TASK → From the first line through the last, transcribe the listing word for word.

PROVIDED DATA →
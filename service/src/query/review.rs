//! [`Query`] collection related to [`Review`]s.

use crate::domain::{booking, listing, review, Review};
#[cfg(doc)]
use crate::{
    domain::{Booking, Listing},
    Query,
};

use super::Lookup;

/// Queries a [`Review`] by its [`review::Id`].
pub type ById = Lookup<Option<Review>, review::Id>;

/// Queries all the [`Review`]s of a [`Booking`], published or not.
pub type OfBooking = Lookup<Vec<Review>, booking::Id>;

/// Queries published [`Review`]s of a [`Listing`], newest first.
pub type OfListing = Lookup<Vec<Review>, listing::Id>;
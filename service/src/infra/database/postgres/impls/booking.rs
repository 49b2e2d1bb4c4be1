//! [`Booking`]-related [`Database`] implementations.

use common::{
    operations::{By, Insert, Lock, Select, Update},
    Date, Money,
};
use rust_decimal::Decimal;
use tokio_postgres::Row;
use tracerr::Traced;

use crate::{
    domain::{booking, Booking},
    infra::{
        database::{self, postgres::Connection, Postgres},
        Database,
    },
    read,
};

/// Columns decoded by [`from_row()`].
const COLUMNS: &str = "\
    id, listing_id, renter_id, owner_id, \
    start_date, end_date, \
    currency, daily_rate, total_rental_fee, service_fee, platform_fee, \
    owner_earnings, security_deposit, delivery_fee, total_amount, \
    charge_intent_id, \
    deposit_hold_id, deposit_released_at, deposit_captured, \
    status, pickup_method, delivery_address, \
    message, decline_reason, \
    cancelled_by, refund_amount, cancelled_at, \
    renter_reviewed, owner_reviewed, \
    created_at, confirmed_at, started_at, completed_at, declined_at";

/// Decodes a [`Booking`] from the provided [`Row`].
fn from_row(row: &Row) -> Booking {
    let currency = row.get("currency");
    let money = |amount| Money { amount, currency };

    let cancellation = match (
        row.get::<_, Option<booking::Party>>("cancelled_by"),
        row.get::<_, Option<booking::CancellationDateTime>>("cancelled_at"),
    ) {
        (Some(by), Some(at)) => Some(booking::Cancellation {
            by,
            refund: money(
                row.get::<_, Option<Decimal>>("refund_amount")
                    .unwrap_or_default(),
            ),
            at,
        }),
        _ => None,
    };

    Booking {
        id: row.get("id"),
        listing_id: row.get("listing_id"),
        renter_id: row.get("renter_id"),
        owner_id: row.get("owner_id"),
        dates: booking::DateRange::new(
            row.get::<_, Date>("start_date"),
            row.get::<_, Date>("end_date"),
        )
        .expect("`start_date < end_date` is checked by the schema"),
        pricing: booking::Pricing {
            daily_rate: money(row.get("daily_rate")),
            total_rental_fee: money(row.get("total_rental_fee")),
            service_fee: money(row.get("service_fee")),
            platform_fee: money(row.get("platform_fee")),
            owner_earnings: money(row.get("owner_earnings")),
            security_deposit: money(row.get("security_deposit")),
            delivery_fee: money(row.get("delivery_fee")),
            total_amount: money(row.get("total_amount")),
        },
        charge_id: row.get("charge_intent_id"),
        deposit: booking::Deposit {
            hold_id: row.get("deposit_hold_id"),
            released_at: row.get("deposit_released_at"),
            captured: row
                .get::<_, Option<Decimal>>("deposit_captured")
                .map(money),
        },
        status: row.get("status"),
        pickup: booking::Pickup {
            method: row.get("pickup_method"),
            address: row.get("delivery_address"),
        },
        message: row.get("message"),
        decline_reason: row.get("decline_reason"),
        cancellation,
        renter_reviewed: row.get("renter_reviewed"),
        owner_reviewed: row.get("owner_reviewed"),
        created_at: row.get("created_at"),
        confirmed_at: row.get("confirmed_at"),
        started_at: row.get("started_at"),
        completed_at: row.get("completed_at"),
        declined_at: row.get("declined_at"),
    }
}

impl<C> Database<Select<By<Option<Booking>, booking::Id>>> for Postgres<C>
where
    C: Connection,
{
    type Ok = Option<Booking>;
    type Err = Traced<database::Error>;

    async fn execute(
        &self,
        Select(by): Select<By<Option<Booking>, booking::Id>>,
    ) -> Result<Self::Ok, Self::Err> {
        // Avoid subtle change for SQL.
        let id: booking::Id = by.into_inner();

        let sql = format!("SELECT {COLUMNS} FROM bookings WHERE id = $1::UUID");
        self.query_opt(sql.as_str(), &[&id])
            .await
            .map_err(tracerr::wrap!())
            .map(|row| row.as_ref().map(from_row))
    }
}
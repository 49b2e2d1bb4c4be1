//! Marketplace fees calculation.

use common::{money::round_to_cents, Money, Percent};
use rust_decimal::Decimal;

/// Calculator of the marketplace [`Fees`] charged on top of (or deducted
/// from) a rental amount.
#[derive(Clone, Copy, Debug, Eq, PartialEq)]
pub struct Calculator {
    /// Share of a rental amount kept by the platform (deducted from the
    /// owner's earnings).
    pub platform_percent: Percent,

    /// Variable share of a rental amount charged by the payment processor.
    pub processor_percent: Percent,

    /// Fixed amount charged by the payment processor per transaction.
    pub processor_fixed_fee: Decimal,
}

impl Default for Calculator {
    fn default() -> Self {
        #[expect(unsafe_code, reason = "constants are in range")]
        let (platform_percent, processor_percent) = unsafe {
            (
                Percent::new_unchecked(Decimal::new(12, 0)),
                Percent::new_unchecked(Decimal::new(29, 1)),
            )
        };
        Self {
            platform_percent,
            processor_percent,
            processor_fixed_fee: Decimal::new(30, 2),
        }
    }
}

impl Calculator {
    /// Calculates the [`Fees`] of the provided `rental` amount.
    ///
    /// Every resulting amount is rounded to cents (half-up).
    #[must_use]
    pub fn calculate(&self, rental: Money) -> Fees {
        let Money { amount, currency } = rental;
        let money = |amount| Money { amount, currency };

        let platform_fee = round_to_cents(self.platform_percent.of(amount));
        let processor_fee = round_to_cents(
            self.processor_percent.of(amount) + self.processor_fixed_fee,
        );

        Fees {
            platform_fee: money(platform_fee),
            processor_fee: money(processor_fee),
            owner_earnings: money(round_to_cents(amount - platform_fee)),
            service_fee: money(processor_fee),
            total_charge: money(round_to_cents(amount + processor_fee)),
        }
    }
}

/// Fees of a rental amount.
#[derive(Clone, Copy, Debug, Eq, PartialEq)]
pub struct Fees {
    /// Fee kept by the platform.
    pub platform_fee: Money,

    /// Fee charged by the payment processor.
    pub processor_fee: Money,

    /// Amount the owner receives: the rental amount without the
    /// `platform_fee`.
    pub owner_earnings: Money,

    /// Fee the renter pays on top of the rental amount (the
    /// `processor_fee` passed through).
    pub service_fee: Money,

    /// Amount charged from the renter: the rental amount with the
    /// `service_fee`.
    pub total_charge: Money,
}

WRITTEN RESPONSE →
filename service/src/query/review.rs
//! [`Query`] collection related to [`Review`]s.

use crate::domain::{booking, listing, review, Review};
#[cfg(doc)]
use crate::{
    domain::{Booking, Listing},
    Query,
};

use super::Lookup;

/// Queries a [`Review`] by its [`review::Id`].
pub type ById = Lookup<Option<Review>, review::Id>;

/// Queries all the [`Review`]s of a [`Booking`], published or not.
pub type OfBooking = Lookup<Vec<Review>, booking::Id>;

/// Queries published [`Review`]s of a [`Listing`], newest first.
pub type OfListing = Lookup<Vec<Review>, listing::Id>;
filename service/src/infra/database/postgres/impls/booking.rs
repository 49b2e2d1bb4c4be1
//! [`Booking`]-related [`Database`] implementations.

use common::{
    operations::{By, Insert, Lock, Select, Update},
    Date, Money,
};
use rust_decimal::Decimal;
use tokio_postgres::Row;
use tracerr::Traced;

use crate::{
    domain::{booking, Booking},
    infra::{
        database::{self, postgres::Connection, Postgres},
        Database,
    },
    read,
};

/// Columns decoded by [`from_row()`].
const COLUMNS: &str = "\
    id, listing_id, renter_id, owner_id, \
    start_date, end_date, \
    currency, daily_rate, total_rental_fee, service_fee, platform_fee, \
    owner_earnings, security_deposit, delivery_fee, total_amount, \
    charge_intent_id, \
    deposit_hold_id, deposit_released_at, deposit_captured, \
    status, pickup_method, delivery_address, \
    message, decline_reason, \
    cancelled_by, refund_amount, cancelled_at, \
    renter_reviewed, owner_reviewed, \
    created_at, confirmed_at, started_at, completed_at, declined_at";

/// Decodes a [`Booking`] from the provided [`Row`].
fn from_row(row: &Row) -> Booking {
    let currency = row.get("currency");
    let money = |amount| Money { amount, currency };

    let cancellation = match (
        row.get::<_, Option<booking::Party>>("cancelled_by"),
        row.get::<_, Option<booking::CancellationDateTime>>("cancelled_at"),
    ) {
        (Some(by), Some(at)) => Some(booking::Cancellation {
            by,
            refund: money(
                row.get::<_, Option<Decimal>>("refund_amount")
                    .unwrap_or_default(),
            ),
            at,
        }),
        _ => None,
    };

    Booking {
        id: row.get("id"),
        listing_id: row.get("listing_id"),
        renter_id: row.get("renter_id"),
        owner_id: row.get("owner_id"),
        dates: booking::DateRange::new(
            row.get::<_, Date>("start_date"),
            row.get::<_, Date>("end_date"),
        )
        .expect("`start_date < end_date` is checked by the schema"),
        pricing: booking::Pricing {
            daily_rate: money(row.get("daily_rate")),
            total_rental_fee: money(row.get("total_rental_fee")),
            service_fee: money(row.get("service_fee")),
            platform_fee: money(row.get("platform_fee")),
            owner_earnings: money(row.get("owner_earnings")),
            security_deposit: money(row.get("security_deposit")),
            delivery_fee: money(row.get("delivery_fee")),
            total_amount: money(row.get("total_amount")),
        },
        charge_id: row.get("charge_intent_id"),
        deposit: booking::Deposit {
            hold_id: row.get("deposit_hold_id"),
            released_at: row.get("deposit_released_at"),
            captured: row
                .get::<_, Option<Decimal>>("deposit_captured")
                .map(money),
        },
        status: row.get("status"),
        pickup: booking::Pickup {
            method: row.get("pickup_method"),
            address: row.get("delivery_address"),
        },
        message: row.get("message"),
        decline_reason: row.get("decline_reason"),
        cancellation,
        renter_reviewed: row.get("renter_reviewed"),
        owner_reviewed: row.get("owner_reviewed"),
        created_at: row.get("created_at"),
        confirmed_at: row.get("confirmed_at"),
        started_at: row.get("started_at"),
        completed_at: row.get("completed_at"),
        declined_at: row.get("declined_at"),
    }
}

impl<C> Database<Select<By<Option<Booking>, booking::Id>>> for Postgres<C>
where
    C: Connection,
{
    type Ok = Option<Booking>;
    type Err = Traced<database::Error>;

    async fn execute(
        &self,
        Select(by): Select<By<Option<Booking>, booking::Id>>,
    ) -> Result<Self::Ok, Self::Err> {
        // Avoid subtle change for SQL.
        let id: booking::Id = by.into_inner();

        let sql = format!("SELECT {COLUMNS} FROM bookings WHERE id = $1::UUID");
        self.query_opt(sql.as_str(), &[&id])
            .await
            .map_err(tracerr::wrap!())
            .map(|row| row.as_ref().map(from_row))
    }
}
repository 49b2e2d1bb4c4be1
//! Marketplace fees calculation.

use common::{money::round_to_cents, Money, Percent};
use rust_decimal::Decimal;

/// Calculator of the marketplace [`Fees`] charged on top of (or deducted
/// from) a rental amount.
#[derive(Clone, Copy, Debug, Eq, PartialEq)]
pub struct Calculator {
    /// Share of a rental amount kept by the platform (deducted from the
    /// owner's earnings).
    pub platform_percent: Percent,

    /// Variable share of a rental amount charged by the payment processor.
    pub processor_percent: Percent,

    /// Fixed amount charged by the payment processor per transaction.
    pub processor_fixed_fee: Decimal,
}

impl Default for Calculator {
    fn default() -> Self {
        #[expect(unsafe_code, reason = "constants are in range")]
        let (platform_percent, processor_percent) = unsafe {
            (
                Percent::new_unchecked(Decimal::new(12, 0)),
                Percent::new_unchecked(Decimal::new(29, 1)),
            )
        };
        Self {
            platform_percent,
            processor_percent,
            processor_fixed_fee: Decimal::new(30, 2),
        }
    }
}

impl Calculator {
    /// Calculates the [`Fees`] of the provided `rental` amount.
    ///
    /// Every resulting amount is rounded to cents (half-up).
    #[must_use]
    pub fn calculate(&self, rental: Money) -> Fees {
        let Money { amount, currency } = rental;
        let money = |amount| Money { amount, currency };

        let platform_fee = round_to_cents(self.platform_percent.of(amount));
        let processor_fee = round_to_cents(
            self.processor_percent.of(amount) + self.processor_fixed_fee,
        );

        Fees {
            platform_fee: money(platform_fee),
            processor_fee: money(processor_fee),
            owner_earnings: money(round_to_cents(amount - platform_fee)),
            service_fee: money(processor_fee),
            total_charge: money(round_to_cents(amount + processor_fee)),
        }
    }
}

/// Fees of a rental amount.
#[derive(Clone, Copy, Debug, Eq, PartialEq)]
pub struct Fees {
    /// Fee kept by the platform.
    pub platform_fee: Money,

    /// Fee charged by the payment processor.
    pub processor_fee: Money,

    /// Amount the owner receives: the rental amount without the
    /// `platform_fee`.
    pub owner_earnings: Money,

    /// Fee the renter pays on top of the rental amount (the
    /// `processor_fee` passed through).
    pub service_fee: Money,

    /// Amount charged from the renter: the rental amount with the
    /// `service_fee`.
    pub total_charge: Money,
}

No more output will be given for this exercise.